Comme le souligne Nicolas Holveck, « le scénario de reprise va dépendre de la décision du gouvernement pour la réouverture des centres d’entraînements et des stades. Il faut tenir compte aussi de l’UEFA, qui maîtrise le calendrier et qui souhaite une harmonisation pour terminer la saison au 3 août ». Histoire de ne pas trop bousculer la saison suivante.
Les discussions avec les diffuseurs pour les droits TV
Autre question épineuse: le paiement des deux dernières échéances de droits TV pour la saison en cours. Quatre présidents de clubs (Nasser Al-Khelaïfi, Jacques-Henri Eyraud, Olivier Sadran et Jean-Pierre Rivère, ont été nommés pour mener les négociations avec Canal+ et BeIN Sport, qui ont suspendu leurs versements.
« Dans cette situation de crise, nous sommes des associés, insiste le dirigeant des Verts. Canal+ est un partenaire de longue date qui mérite un certain respect. Je suis sûr d’une chose, Canal + ne laissera jamais tomber le foot français.
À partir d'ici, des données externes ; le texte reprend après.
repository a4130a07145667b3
use std::str::FromStr;
use serde::Deserialize;

/// What the scheduler does when a task fails.
///
/// - `Continue`: record the failure and keep going, including later levels
///   (default behaviour).
/// - `Abort`: stop at the first failure. Tasks not yet started are never
///   dispatched and later levels never start.
#[derive(Debug, Clone, Copy, PartialEq, Eq, Deserialize)]
#[serde(rename_all = "lowercase")]
pub enum FailurePolicy {
    Continue,
    Abort,
}

impl Default for FailurePolicy {
    fn default() -> Self {
        FailurePolicy::Continue
    }
}

impl FromStr for FailurePolicy {
    type Err = String;

    fn from_str(s: &str) -> Result<Self, Self::Err> {
        match s.trim().to_lowercase().as_str() {
            "continue" => Ok(FailurePolicy::Continue),
            "abort" => Ok(FailurePolicy::Abort),
            other => Err(format!(
                "invalid policy: {other} (expected \"continue\" or \"abort\")"
            )),
        }
    }
}

/// What happens to tasks that are already running when a run aborts.
#[derive(Debug, Clone, Copy, PartialEq, Eq, Deserialize)]
#[serde(rename_all = "lowercase")]
pub enum InFlightPolicy {
    /// Let them finish and record their real outcome.
    Wait,
    /// Kill them; they are recorded as failed (`TaskFailure::Terminated`).
    Kill,
}

impl Default for InFlightPolicy {
    fn default() -> Self {
        InFlightPolicy::Wait
    }
}

impl FromStr for InFlightPolicy {
    type Err = String;

    fn from_str(s: &str) -> Result<Self, Self::Err> {
        match s.trim().to_lowercase().as_str() {
            "wait" => Ok(InFlightPolicy::Wait),
            "kill" => Ok(InFlightPolicy::Kill),
            other => Err(format!(
                "invalid in_flight behaviour: {other} (expected \"wait\" or \"kill\")"
            )),
        }
    }
}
Il n’y pas que Canal, il y a aussi BeIN. L’objectif est d’éclaircir la situation et pour cela, on fait confiance aux gens qui vont négocier. »
« Aujourd’hui, on traverse une crise très grave pour tous les clubs français, rappelle Nicolas Holveck. La seule chose qui compte, c’est de sauver tout le monde, les 40 clubs professionnels de L1 et de L2. Aujourd’hui, il y a tous les egos à mettre de côté et c’est pour cela que l’on envoie les meilleurs pour discuter. » Gérard Lopez tenant à signaler que « Nasser Al-Khelaïfi ne s’est pas proposé. On lui a demandé. Il faut être clair là-dessus ».
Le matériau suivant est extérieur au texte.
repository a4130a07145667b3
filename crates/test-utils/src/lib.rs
pub mod builders;
pub mod fake_runner;

use std::sync::Once;
use tracing_subscriber::{fmt, EnvFilter};

static INIT: Once = Once::new();

/// Initialise tracing for tests.
///
/// - Uses `with_test_writer()`, so logs are captured per-test.
/// - The Rust test harness only prints captured output for **failing** tests
///   (unless you run with `-- --nocapture`).
///
/// Enable levels with e.g.:
/// `RUST_LOG=debug cargo test`
pub fn init_tracing() {
    INIT.call_once(|| {
        let filter =
            EnvFilter::try_from_default_env().unwrap_or_else(|_| EnvFilter::new("info"));

        fmt()
            .with_env_filter(filter)
            .with_test_writer() // print only for failing tests unless --nocapture
            .with_target(true)
            .init();
    });
}

/// Run a future with a 5-second timeout.
#[allow(dead_code)]
pub async fn with_timeout<F, T>(f: F) -> T
where
    F: std::future::Future<Output = T>,
{
    tokio::time::timeout(std::time::Duration::from_secs(5), f)
        .await
        .expect("Test timed out after 5 seconds")
}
Des risques de faillite pour certains clubs
Une chose est certaine selon Bernard Caiazzo, « tous les clubs sont au même niveau d’inquiétude. Si la crise dure six mois, il n’y aura pas grand monde à résister. » Si le chômage partiel a été largement utilisé en Ligue 1, d’autres solutions sont envisagées, en concertation avec les joueurs et l’UNFP.
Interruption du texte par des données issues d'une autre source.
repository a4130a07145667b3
// src/lib.rs

pub mod cli;
pub mod config;
pub mod dag;
pub mod errors;
pub mod exec;
pub mod logging;
pub mod task;
pub mod types;

use std::path::{Path, PathBuf};

use anyhow::{bail, Result};
use tracing::{debug, info, warn};

use crate::cli::CliArgs;
use crate::config::loader::load_and_validate;
use crate::config::model::ConfigFile;
use crate::dag::Scheduler;
use crate::exec::ProcessRunner;

pub use crate::dag::{DependencyGraph, DependsOn, ExecutionReport, RunOptions};
pub use crate::errors::RundagError;
pub use crate::task::{CommonTask, Task};
pub use crate::types::{FailurePolicy, InFlightPolicy};

/// High-level entry point used by `main.rs`.
///
/// This wires together:
/// - schedule file loading and validation
/// - scheduler + process runner
/// - Ctrl-C handling
pub async fn run(args: CliArgs) -> Result<()> {
    let config_path = PathBuf::from(&args.config);
    let cfg = load_and_validate(&config_path)?;

    if args.dot {
        print!("{}", cfg.graph().to_dot());
        return Ok(());
    }

    let mut options = cfg.run_options();
    if let Some(n) = args.max_parallel {
        options.max_parallel = usize::from(n);
    }
    if let Some(in_flight) = args.in_flight {
        options.in_flight = in_flight;
    }
    let policy = args.policy.unwrap_or(cfg.config.policy);

    // Relative task locations resolve against the schedule file's directory.
    let runner = ProcessRunner::with_current_dir(config_root_dir(&config_path));
    let scheduler = Scheduler::with_runner(cfg.graph().clone(), runner).with_options(options);

    if args.dry_run {
        print_dry_run(&cfg, &scheduler, policy);
        return Ok(());
    }

    let outcome = tokio::select! {
        outcome = scheduler.run_tasks(policy) => outcome,
        res = tokio::signal::ctrl_c() => {
            if let Err(e) = res {
                bail!("failed to listen for Ctrl+C: {e}");
            }
            // The run future is dropped here, which aborts the level's
            // workers; their children are killed once the runtime shuts down
            // at the end of `main`.
            warn!("interrupted; stopping run");
            bail!("interrupted");
        }
    };

    match outcome {
        Ok(report) => {
            print!("{report}");
            let failed = report.failures().len();
            if failed > 0 {
                bail!("{failed} task(s) failed");
            }
            info!("all tasks succeeded");
            Ok(())
        }
        Err(err) => {
            if let Some(report) = err.report() {
                print!("{report}");
            }
            Err(err.into())
        }
    }
}

/// Directory containing the schedule file, or the current directory for a
/// bare file name.
fn config_root_dir(config_path: &Path) -> PathBuf {
    match config_path.parent() {
        Some(parent) if !parent.as_os_str().is_empty() => parent.to_path_buf(),
        _ => std::env::current_dir().unwrap_or_else(|_| PathBuf::from(".")),
    }
}

/// Dry-run output: levels, tasks, commands and dependencies.
fn print_dry_run(cfg: &ConfigFile, scheduler: &Scheduler, policy: FailurePolicy) {
    println!("rundag dry-run");
    println!("  config.policy = {:?}", policy);
    println!("  config.in_flight = {:?}", scheduler.options().in_flight);
    println!("  config.max_parallel = {}", scheduler.options().max_parallel);
    println!();

    let levels = scheduler.levels();
    println!("levels ({}):", levels.len());
    for (level, tasks) in &levels {
        println!("  {level}:");
        for task in tasks {
            println!("    - {task}");
            println!("        cmd: {}", task.command_line());
            let deps = scheduler.graph().dependencies_of(task);
            if !deps.is_empty() {
                let names: Vec<String> = deps.iter().map(|t| t.to_string()).collect();
                println!("        after: {}", names.join(", "));
            }
        }
    }

    debug!(tasks = cfg.task.len(), "dry-run complete (no execution)");
}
« On est tous à la recherche de financement et d’économie et donc, forcément les joueurs seront mis à contribution, admet le président de Rennes. Mais il n’y a pas que les joueurs qui sont concernés dans nos clubs. Le chômage partiel a été mis en place pour tous les effectifs et tout le monde est touché. Nous sommes des entreprises particulières, parce qu’on a des masses salariales très importantes. Le chômage partiel compense surtout les bas salaires. Nous sommes très certainement les entreprises qui sont les plus sujets à la crise, et les salaires très importants sont moins couverts par le chômage partiel. Cela nous amène à chercher d’autres solutions. »
« On avance avec les joueurs et l’UNFP, mais aussi avec nos partenaires, nos banquiers, pour trouver le maximum de ressources possibles, poursuit Nicolas Holveck. On avance par étapes, nous travaillons sur le mois d’avril parce qu’on ne sait pas combien de temps va durer la crise. Si la crise doit durer, on va devoir envisager d’autres mesures. On cherche d’autres financements car il y a cette particularité du foot, qui fait que nous sommes plus impactés que les autres. L’idée n’est pas de se plaindre mais c’est un fait. On doit agir avec ce fait. »
Les priorités des présidents de clubs
Bernard Caiazzo l’assure: il n’est pas question d’en laisser sur le bord de la route. « On travaille pour trouver des solutions avec les diffuseurs, réduire les charges, trouver des financements intelligents, anticiper sur les scénarios possibles, se coordonner avec la fédération et la ligue, dialoguer avec les pouvoirs publics et échanger les informations avec tous les clubs. On veut sauver tout le monde. On ne veut pas laisser sur le bord de la route un club quel qu’il soit, petit, moyen ou grand! », insiste-t-il.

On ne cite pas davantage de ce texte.